EXERCISE MATERIAL START
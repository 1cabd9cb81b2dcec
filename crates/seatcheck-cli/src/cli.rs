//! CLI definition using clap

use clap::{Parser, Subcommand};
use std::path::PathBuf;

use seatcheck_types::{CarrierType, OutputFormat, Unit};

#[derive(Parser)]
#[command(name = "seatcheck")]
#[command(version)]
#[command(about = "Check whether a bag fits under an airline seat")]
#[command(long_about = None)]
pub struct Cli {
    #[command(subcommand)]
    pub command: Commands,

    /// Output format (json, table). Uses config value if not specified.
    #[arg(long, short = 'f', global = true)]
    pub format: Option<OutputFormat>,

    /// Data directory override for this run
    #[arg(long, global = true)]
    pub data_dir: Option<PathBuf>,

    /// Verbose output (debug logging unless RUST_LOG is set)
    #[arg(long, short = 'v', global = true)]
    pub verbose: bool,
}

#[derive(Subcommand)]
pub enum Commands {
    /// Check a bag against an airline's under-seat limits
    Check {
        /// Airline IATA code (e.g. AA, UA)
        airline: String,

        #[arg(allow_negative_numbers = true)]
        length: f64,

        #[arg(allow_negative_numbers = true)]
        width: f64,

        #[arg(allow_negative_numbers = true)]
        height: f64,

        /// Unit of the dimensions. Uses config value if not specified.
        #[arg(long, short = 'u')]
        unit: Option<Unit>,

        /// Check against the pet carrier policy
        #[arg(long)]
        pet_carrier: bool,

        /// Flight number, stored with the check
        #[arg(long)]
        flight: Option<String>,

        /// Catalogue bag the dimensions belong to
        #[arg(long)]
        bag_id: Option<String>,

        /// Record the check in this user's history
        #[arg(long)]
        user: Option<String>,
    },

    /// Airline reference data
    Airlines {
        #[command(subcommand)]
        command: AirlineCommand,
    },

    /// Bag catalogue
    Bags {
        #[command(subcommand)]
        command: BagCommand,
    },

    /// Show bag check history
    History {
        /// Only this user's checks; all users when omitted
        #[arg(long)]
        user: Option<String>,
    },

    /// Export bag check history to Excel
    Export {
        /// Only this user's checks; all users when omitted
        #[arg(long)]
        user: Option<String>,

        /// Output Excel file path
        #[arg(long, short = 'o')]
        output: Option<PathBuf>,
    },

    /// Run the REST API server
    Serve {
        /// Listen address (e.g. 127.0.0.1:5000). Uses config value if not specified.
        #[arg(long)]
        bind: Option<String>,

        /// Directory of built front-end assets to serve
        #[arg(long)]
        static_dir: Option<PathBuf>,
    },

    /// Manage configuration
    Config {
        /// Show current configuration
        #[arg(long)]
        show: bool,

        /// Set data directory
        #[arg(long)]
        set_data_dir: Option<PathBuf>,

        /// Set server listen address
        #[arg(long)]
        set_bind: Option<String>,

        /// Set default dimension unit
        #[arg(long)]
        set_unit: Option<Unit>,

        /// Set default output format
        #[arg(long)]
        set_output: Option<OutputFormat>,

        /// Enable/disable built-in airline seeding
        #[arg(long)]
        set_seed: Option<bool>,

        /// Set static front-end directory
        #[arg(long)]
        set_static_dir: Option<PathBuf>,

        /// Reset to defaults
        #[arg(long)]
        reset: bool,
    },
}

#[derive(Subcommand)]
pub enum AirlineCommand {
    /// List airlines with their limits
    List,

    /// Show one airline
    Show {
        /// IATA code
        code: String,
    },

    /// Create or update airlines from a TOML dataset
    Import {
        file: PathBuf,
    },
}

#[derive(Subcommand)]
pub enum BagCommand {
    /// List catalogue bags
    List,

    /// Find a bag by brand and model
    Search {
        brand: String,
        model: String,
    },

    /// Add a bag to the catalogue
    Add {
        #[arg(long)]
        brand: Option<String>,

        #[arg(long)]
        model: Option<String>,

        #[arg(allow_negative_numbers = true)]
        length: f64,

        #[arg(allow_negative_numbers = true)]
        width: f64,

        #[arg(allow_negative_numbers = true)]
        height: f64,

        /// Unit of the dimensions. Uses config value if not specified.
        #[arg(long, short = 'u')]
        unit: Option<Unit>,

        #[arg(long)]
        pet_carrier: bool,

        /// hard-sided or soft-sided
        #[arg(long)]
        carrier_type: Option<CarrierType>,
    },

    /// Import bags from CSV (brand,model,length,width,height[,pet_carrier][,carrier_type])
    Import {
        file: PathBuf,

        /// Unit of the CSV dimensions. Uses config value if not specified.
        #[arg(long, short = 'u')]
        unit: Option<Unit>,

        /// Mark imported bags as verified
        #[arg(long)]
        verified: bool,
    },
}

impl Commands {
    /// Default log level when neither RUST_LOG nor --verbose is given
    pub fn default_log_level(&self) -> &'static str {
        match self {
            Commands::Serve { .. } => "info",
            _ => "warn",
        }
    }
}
EXERCISE MATERIAL END
## EXERCISE PROMPT
Word for word, copy the listing above in its entirety.

## EXERCISE RESPONSE
repository 1cabd9cb81b2dcec
filename crates/seatcheck-cli/src/cli.rs
//! CLI definition using clap

use clap::{Parser, Subcommand};
use std::path::PathBuf;

use seatcheck_types::{CarrierType, OutputFormat, Unit};

#[derive(Parser)]
#[command(name = "seatcheck")]
#[command(version)]
#[command(about = "Check whether a bag fits under an airline seat")]
#[command(long_about = None)]
pub struct Cli {
    #[command(subcommand)]
    pub command: Commands,

    /// Output format (json, table). Uses config value if not specified.
    #[arg(long, short = 'f', global = true)]
    pub format: Option<OutputFormat>,

    /// Data directory override for this run
    #[arg(long, global = true)]
    pub data_dir: Option<PathBuf>,

    /// Verbose output (debug logging unless RUST_LOG is set)
    #[arg(long, short = 'v', global = true)]
    pub verbose: bool,
}

#[derive(Subcommand)]
pub enum Commands {
    /// Check a bag against an airline's under-seat limits
    Check {
        /// Airline IATA code (e.g. AA, UA)
        airline: String,

        #[arg(allow_negative_numbers = true)]
        length: f64,

        #[arg(allow_negative_numbers = true)]
        width: f64,

        #[arg(allow_negative_numbers = true)]
        height: f64,

        /// Unit of the dimensions. Uses config value if not specified.
        #[arg(long, short = 'u')]
        unit: Option<Unit>,

        /// Check against the pet carrier policy
        #[arg(long)]
        pet_carrier: bool,

        /// Flight number, stored with the check
        #[arg(long)]
        flight: Option<String>,

        /// Catalogue bag the dimensions belong to
        #[arg(long)]
        bag_id: Option<String>,

        /// Record the check in this user's history
        #[arg(long)]
        user: Option<String>,
    },

    /// Airline reference data
    Airlines {
        #[command(subcommand)]
        command: AirlineCommand,
    },

    /// Bag catalogue
    Bags {
        #[command(subcommand)]
        command: BagCommand,
    },

    /// Show bag check history
    History {
        /// Only this user's checks; all users when omitted
        #[arg(long)]
        user: Option<String>,
    },

    /// Export bag check history to Excel
    Export {
        /// Only this user's checks; all users when omitted
        #[arg(long)]
        user: Option<String>,

        /// Output Excel file path
        #[arg(long, short = 'o')]
        output: Option<PathBuf>,
    },

    /// Run the REST API server
    Serve {
        /// Listen address (e.g. 127.0.0.1:5000). Uses config value if not specified.
        #[arg(long)]
        bind: Option<String>,

        /// Directory of built front-end assets to serve
        #[arg(long)]
        static_dir: Option<PathBuf>,
    },

    /// Manage configuration
    Config {
        /// Show current configuration
        #[arg(long)]
        show: bool,

        /// Set data directory
        #[arg(long)]
        set_data_dir: Option<PathBuf>,

        /// Set server listen address
        #[arg(long)]
        set_bind: Option<String>,

        /// Set default dimension unit
        #[arg(long)]
        set_unit: Option<Unit>,

        /// Set default output format
        #[arg(long)]
        set_output: Option<OutputFormat>,

        /// Enable/disable built-in airline seeding
        #[arg(long)]
        set_seed: Option<bool>,

        /// Set static front-end directory
        #[arg(long)]
        set_static_dir: Option<PathBuf>,

        /// Reset to defaults
        #[arg(long)]
        reset: bool,
    },
}

#[derive(Subcommand)]
pub enum AirlineCommand {
    /// List airlines with their limits
    List,

    /// Show one airline
    Show {
        /// IATA code
        code: String,
    },

    /// Create or update airlines from a TOML dataset
    Import {
        file: PathBuf,
    },
}

#[derive(Subcommand)]
pub enum BagCommand {
    /// List catalogue bags
    List,

    /// Find a bag by brand and model
    Search {
        brand: String,
        model: String,
    },

    /// Add a bag to the catalogue
    Add {
        #[arg(long)]
        brand: Option<String>,

        #[arg(long)]
        model: Option<String>,

        #[arg(allow_negative_numbers = true)]
        length: f64,

        #[arg(allow_negative_numbers = true)]
        width: f64,

        #[arg(allow_negative_numbers = true)]
        height: f64,

        /// Unit of the dimensions. Uses config value if not specified.
        #[arg(long, short = 'u')]
        unit: Option<Unit>,

        #[arg(long)]
        pet_carrier: bool,

        /// hard-sided or soft-sided
        #[arg(long)]
        carrier_type: Option<CarrierType>,
    },

    /// Import bags from CSV (brand,model,length,width,height[,pet_carrier][,carrier_type])
    Import {
        file: PathBuf,

        /// Unit of the CSV dimensions. Uses config value if not specified.
        #[arg(long, short = 'u')]
        unit: Option<Unit>,

        /// Mark imported bags as verified
        #[arg(long)]
        verified: bool,
    },
}

impl Commands {
    /// Default log level when neither RUST_LOG nor --verbose is given
    pub fn default_log_level(&self) -> &'static str {
        match self {
            Commands::Serve { .. } => "info",
            _ => "warn",
        }
    }
}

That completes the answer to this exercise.